Print version ISSN 1516-9332

Rev. Bras. Cienc. Farm. vol.42 no.3 São Paulo July/Sept. 2006 



Influence of the alkali metal cation on the fragmentation of monensin in ESI-MS/MS


Influência de cátions de metais alcalinos sobre a fragmentação de monensina em ESI-MS/MS



Norberto Peporine LopesI, *; Filipe Alexandre Almeida-PazII; Paul Jonathan GatesIII

IDepartamento de Física e Química, Faculdade de Ciências Farmacêuticas de Ribeirão Preto- Universidade de São Paulo
IICentro de Investigações em Materiais Cerâmicos e Compósitos- Departamento de Química- Universidade de Aveiro- CICECO
IIISchool of Chemistry, University of Bristol- Bristol-United Kingdom




The MS/MS fragmentation of the alkali metal complexes of monensin A are studied. The increase in alkali metal ionic radii decreases the ability of the Grob-Wharton fragmentation mechanism to occur and reduces the overall degree of fragmentation. Conversely, the electronegativity of the metal cation is related to the number of fragment ions observed.

Uniterms: Polyether ionophore.

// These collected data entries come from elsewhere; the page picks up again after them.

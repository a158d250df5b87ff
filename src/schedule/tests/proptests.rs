use crate::error::Error;
use crate::flight::Flight;
use crate::schedule::tests::utils::{arb_leg, schedule};
use crate::time::Time;
use proptest::prelude::*;

proptest! {
    #[test]
    fn test_no_overlap_invariant(
        legs in prop::collection::vec(arb_leg(), 1..40)
    ) {
        let mut schedule = schedule(&[("AC_1", 1000.0), ("AC_2", 1000.0), ("AC_3", 1000.0)]);

        for (n, (ac_id, dep, dur)) in legs.into_iter().enumerate() {
            let flight = Flight::new(
                &format!("FL_{}", n),
                "AP_1",
                "AP_2",
                Time(dep),
                Time(dep + dur),
                &ac_id,
            ).unwrap();
            let before = schedule.len();
            let conflicting = schedule
                .flights()
                .iter()
                .any(|existing| existing.conflicts_with(&flight));

            match schedule.add_flight(flight) {
                Ok(()) => prop_assert!(!conflicting),
                Err(Error::SchedulingConflict { .. }) => {
                    prop_assert!(conflicting);
                    prop_assert_eq!(before, schedule.len());
                }
                Err(e) => prop_assert!(false, "unexpected error {}", e),
            }
        }

        for ac_id in schedule.fleet().ids() {
            let assigned = schedule.flights_by_aircraft(&ac_id);
            for pair in assigned.windows(2) {
                prop_assert!(
                    pair[0].arrival_time() <= pair[1].departure_time(),
                    "\nOverlap on {}:\nFlight {} (ends {}) vs Flight {} (starts {})",
                    ac_id, pair[0].id(), pair[0].arrival_time(), pair[1].id(), pair[1].departure_time()
                );
            }
        }
        prop_assert!(schedule.is_valid());
    }
}
use crate::errors::DcopMpcError;
use crate::field::{Field, Matrix, Vector};

/// A·x where A is an m×n matrix and x is a length–n vector.
/// Returns an m‐vector.
pub fn matrix_vector_mul(a: &Matrix, x: &Vector, field: &Field) -> Result<Vector, DcopMpcError> {
    let m = a.len();
    if m == 0 {
        return Ok(Vec::new());
    }
    let n = a[0].len();
    if x.len() != n {
        return Err(DcopMpcError::DimensionMismatch(format!(
            "Matrix columns ({}) must match vector length ({})",
            n,
            x.len()
        )));
    }

    let mut y = vec![0i64; m];
    for i in 0..m {
        if a[i].len() != n {
            return Err(DcopMpcError::DimensionMismatch(format!(
                "Row {} has length {} but expected {}",
                i,
                a[i].len(),
                n
            )));
        }
        let mut sum = 0i64;
        for j in 0..n {
            let term = field.mul(a[i][j], x[j]);
            sum = field.add(sum, term);
        }
        y[i] = sum;
    }
    Ok(y)
}

/// Computes the vector sum `c = a + b` in the field.
///
/// # Errors
///
/// Returns `DcopMpcError::DimensionMismatch` if the vectors have different lengths.
pub fn vector_add(a: &Vector, b: &Vector, field: &Field) -> Result<Vector, DcopMpcError> {
    if a.len() != b.len() {
        return Err(DcopMpcError::DimensionMismatch(format!(
            "Vector lengths must match for addition ({} vs {})",
            a.len(),
            b.len()
        )));
    }
    Ok(a.iter().zip(b).map(|(&x, &y)| field.add(x, y)).collect())
}

/// Computes the vector difference `c = a - b` in the field.
///
/// # Errors
///
/// Returns `DcopMpcError::DimensionMismatch` if the vectors have different lengths.
pub fn vector_sub(a: &Vector, b: &Vector, field: &Field) -> Result<Vector, DcopMpcError> {
    if a.len() != b.len() {
        return Err(DcopMpcError::DimensionMismatch(format!(
            "Vector lengths must match for subtraction ({} vs {})",
            a.len(),
            b.len()
        )));
    }
    Ok(a.iter().zip(b).map(|(&x, &y)| field.sub(x, y)).collect())
}

/// Computes the matrix product `C = AB` in the field.
///
/// # Errors
///
/// Returns `DcopMpcError::DimensionMismatch` if the inner dimensions of the
/// matrices do not match or if rows have inconsistent lengths.
pub fn matrix_mul(a: &Matrix, b: &Matrix, field: &Field) -> Result<Matrix, DcopMpcError> {
    let n = a.len(); // rows in A
    if n == 0 {
        return Ok(Matrix::new());
    }
    let p = b[0].len(); // cols in B
    let m_common = a[0].len(); // cols in A

    if b.len() != m_common {
        return Err(DcopMpcError::DimensionMismatch(format!(
            "Inner dimensions must match for matrix multiplication ({} vs {})",
            m_common,
            b.len()
        )));
    }

    let mut c = vec![vec![0; p]; n];

    for i in 0..n {
        if a[i].len() != m_common {
            return Err(DcopMpcError::DimensionMismatch(format!(
                "Matrix A row {} has incorrect length (expected {})",
                i, m_common
            )));
        }
        for j in 0..p {
            let mut sum = 0i64;
            #[allow(clippy::needless_range_loop)]
            for k in 0..m_common {
                if b[k].len() != p {
                    return Err(DcopMpcError::DimensionMismatch(format!(
                        "Matrix B row {} has incorrect length (expected {})",
                        k, p
                    )));
                }
                let term = field.mul(a[i][k], b[k][j]);
                sum = field.add(sum, term);
            }
            c[i][j] = sum;
        }
    }
    Ok(c)
}

/// Creates an identity matrix of size `n`.
pub fn identity_matrix(n: usize) -> Matrix {
    let mut identity = vec![vec![0; n]; n];
    #[allow(clippy::needless_range_loop)]
    for i in 0..n {
        identity[i][i] = 1;
    }
    identity
}

/// Inverts a square matrix over the field via LU decomposition.
///
/// Row pivoting selects the first nonzero residue in the column; over a
/// prime field any nonzero pivot is exact, so no magnitude comparison is
/// involved.
///
/// # Errors
///
/// Returns `DcopMpcError::DimensionMismatch` for non-square input and
/// `DcopMpcError::InternalError` if the matrix is singular. Callers that
/// uphold the Vandermonde precondition (distinct nonzero points, n below
/// the modulus) never hit the singular case.
pub fn lu_inverse(matrix: &Matrix, field: &Field) -> Result<Matrix, DcopMpcError> {
    let n = matrix.len();
    if n == 0 {
        return Ok(Vec::new());
    }
    for row in matrix.iter() {
        if row.len() != n {
            return Err(DcopMpcError::DimensionMismatch(
                "lu_inverse: matrix must be square".into(),
            ));
        }
    }

    // Working copy, normalized; below the diagonal it accumulates the L
    // multipliers, on and above it the U factor.
    let mut a: Matrix = matrix
        .iter()
        .map(|row| row.iter().map(|&v| field.normalize(v)).collect())
        .collect();
    let mut perm: Vec<usize> = (0..n).collect();

    for k in 0..n {
        let pivot = (k..n).find(|&r| a[r][k] != 0).ok_or_else(|| {
            DcopMpcError::InternalError(format!(
                "lu_inverse: singular matrix, no pivot in column {}",
                k
            ))
        })?;
        if pivot != k {
            a.swap(k, pivot);
            perm.swap(k, pivot);
        }
        let inv_pivot = field.inv(a[k][k])?;
        for i in (k + 1)..n {
            let factor = field.mul(a[i][k], inv_pivot);
            a[i][k] = factor;
            for j in (k + 1)..n {
                let term = field.mul(factor, a[k][j]);
                a[i][j] = field.sub(a[i][j], term);
            }
        }
    }

    // Solve A·x = e_j column by column: L·y = P·e_j, then U·x = y.
    let mut inv = vec![vec![0i64; n]; n];
    for j in 0..n {
        let mut y = vec![0i64; n];
        for i in 0..n {
            let mut s = if perm[i] == j { 1 } else { 0 };
            for k in 0..i {
                s = field.sub(s, field.mul(a[i][k], y[k]));
            }
            y[i] = s;
        }
        let mut x = vec![0i64; n];
        for i in (0..n).rev() {
            let mut s = y[i];
            for k in (i + 1)..n {
                s = field.sub(s, field.mul(a[i][k], x[k]));
            }
            x[i] = field.mul(s, field.inv(a[i][i])?);
        }
        for i in 0..n {
            inv[i][j] = x[i];
        }
    }

    Ok(inv)
}

/// Builds the n×n Vandermonde matrix `V[i][j] = x_j^i` of the evaluation
/// points.
pub fn vandermonde(x_values: &[i64], field: &Field) -> Matrix {
    let n = x_values.len();
    let mut v = vec![vec![0i64; n]; n];
    for (j, &x) in x_values.iter().enumerate() {
        let mut power = 1i64;
        for row in v.iter_mut() {
            row[j] = power;
            power = field.mul(power, x);
        }
    }
    v
}

/// Builds the degree-reduction operator `R = V⁻¹·P·V`, where P is the
/// diagonal projector keeping polynomial coefficients of degree ≤ `deg`.
///
/// Applied to the share vector of a degree-2·deg polynomial it yields the
/// share vector of the truncated degree-`deg` polynomial with the same
/// value at x = 0.
///
/// # Errors
///
/// Returns `DcopMpcError::InvalidParameters` if the evaluation points are
/// not distinct nonzero residues or the agent count reaches the modulus
/// (either would make the Vandermonde matrix singular).
pub fn reduction_matrix(
    x_values: &[i64],
    field: &Field,
    deg: usize,
) -> Result<Matrix, DcopMpcError> {
    let n = x_values.len();
    if n as u64 >= field.modulus() {
        return Err(DcopMpcError::InvalidParameters(format!(
            "{} evaluation points do not fit in Z_{}",
            n,
            field.modulus()
        )));
    }
    for (j, &x) in x_values.iter().enumerate() {
        let x = field.normalize(x);
        if x == 0 || x_values[..j].iter().any(|&y| field.normalize(y) == x) {
            return Err(DcopMpcError::InvalidParameters(
                "Evaluation points must be distinct and nonzero".into(),
            ));
        }
    }

    let v = vandermonde(x_values, field);
    let v_inv = lu_inverse(&v, field)?;

    // P·V zeroes the coefficient rows above `deg`.
    let mut pv = v;
    for row in pv.iter_mut().skip(deg + 1) {
        row.iter_mut().for_each(|e| *e = 0);
    }

    matrix_mul(&v_inv, &pv, field)
}

#[cfg(test)]
mod tests {
    use super::*;

    fn test_field() -> Field {
        Field::try_with(97).unwrap()
    }

    fn eval_poly(coeffs: &[i64], x: i64, field: &Field) -> i64 {
        coeffs
            .iter()
            .rev()
            .fold(0, |acc, &c| field.add(field.mul(acc, x), c))
    }

    #[test]
    fn test_vector_add_sub() {
        let field = Field::try_with(13).unwrap();
        let a = vec![1, 2, 3];
        let b = vec![10, 11, 12];
        assert_eq!(vector_add(&a, &b, &field).unwrap(), vec![11, 0, 2]);
        assert_eq!(vector_sub(&a, &b, &field).unwrap(), vec![4, 4, 4]);
        assert!(vector_add(&a, &vec![1, 2], &field).is_err());
    }

    #[test]
    fn test_matrix_vector_mul() {
        let field = Field::try_with(13).unwrap();
        let a = vec![vec![1, 2], vec![3, 4]];
        let x = vec![5, 6];
        assert_eq!(matrix_vector_mul(&a, &x, &field).unwrap(), vec![4, 0]);
        assert!(matrix_vector_mul(&a, &vec![5, 6, 7], &field).is_err());
    }

    #[test]
    fn test_matrix_mul_and_identity() {
        let field = Field::try_with(13).unwrap();
        let a = vec![vec![1, 2], vec![3, 4]];
        let b = vec![vec![5, 6], vec![7, 8]];
        assert_eq!(
            matrix_mul(&a, &b, &field).unwrap(),
            vec![vec![6, 9], vec![4, 11]]
        );
        assert_eq!(
            matrix_mul(&a, &identity_matrix(2), &field).unwrap(),
            vec![vec![1, 2], vec![3, 4]]
        );
    }

    #[test]
    fn test_lu_inverse_round_trip() {
        let field = test_field();
        let m = vec![vec![2, 7, 1], vec![9, 4, 3], vec![5, 5, 8]];
        let inv = lu_inverse(&m, &field).unwrap();
        let product = matrix_mul(&m, &inv, &field).unwrap();
        assert_eq!(product, identity_matrix(3));
    }

    #[test]
    fn test_lu_inverse_needs_pivoting() {
        let field = test_field();
        // Zero in the top-left corner forces a row swap.
        let m = vec![vec![0, 1], vec![1, 0]];
        let inv = lu_inverse(&m, &field).unwrap();
        assert_eq!(matrix_mul(&m, &inv, &field).unwrap(), identity_matrix(2));
    }

    #[test]
    fn test_lu_inverse_singular() {
        let field = test_field();
        let m = vec![vec![1, 2], vec![2, 4]];
        assert!(lu_inverse(&m, &field).is_err());
    }

    #[test]
    fn test_vandermonde_layout() {
        let field = test_field();
        let v = vandermonde(&[1, 2, 3], &field);
        assert_eq!(v[0], vec![1, 1, 1]);
        assert_eq!(v[1], vec![1, 2, 3]);
        assert_eq!(v[2], vec![1, 4, 9]);
    }

    #[test]
    fn test_reduction_matrix_truncates_and_preserves_constant() {
        let field = test_field();
        let x_values = vec![1, 2, 3, 4, 5];
        let deg = 2;
        let r = reduction_matrix(&x_values, &field, deg).unwrap();

        // Degree-4 polynomial with constant term 42.
        let coeffs = vec![42, 17, 5, 88, 23];
        let shares: Vec<i64> = x_values
            .iter()
            .map(|&x| eval_poly(&coeffs, x, &field))
            .collect();

        // Reduced share of point i is column i of R against the shares.
        let n = x_values.len();
        let reduced: Vec<i64> = (0..n)
            .map(|i| {
                (0..n).fold(0, |acc, k| field.add(acc, field.mul(r[k][i], shares[k])))
            })
            .collect();

        // The reduced shares must lie on a single degree-`deg` polynomial;
        // recover it from the first deg+1 points and check the rest.
        let truncated = vec![coeffs[0], coeffs[1], coeffs[2]];
        for (i, &x) in x_values.iter().enumerate() {
            assert_eq!(reduced[i], eval_poly(&truncated, x, &field));
        }
    }

    #[test]
    fn test_reduction_matrix_rejects_bad_points() {
        let field = test_field();
        assert!(reduction_matrix(&[0, 1, 2], &field, 1).is_err());
        assert!(reduction_matrix(&[1, 2, 2], &field, 1).is_err());
    }
}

Monensin. Alkali metal complex. Electrospray tandem mass spectrometry


O presente trabalho relata os estudos de fragmentação por espectrometria de massas seqüencial de complexos formados pela monensina A e uma série de metais alcalinos. Foi observado que o aumento do raio iônico do metal alcalino levou a uma diminuição do mecanismo de fragmentação do tipo Grob-Wharton e ao grau de fragmentação. Por outro lado, a maior eletronegatividade mostrou estar relacionada ao número de fragmentos observados.

Unitermos: Poliéteres. Monensina. Complexos de metais alcalinos. Electrospray. Espectrometria de massas.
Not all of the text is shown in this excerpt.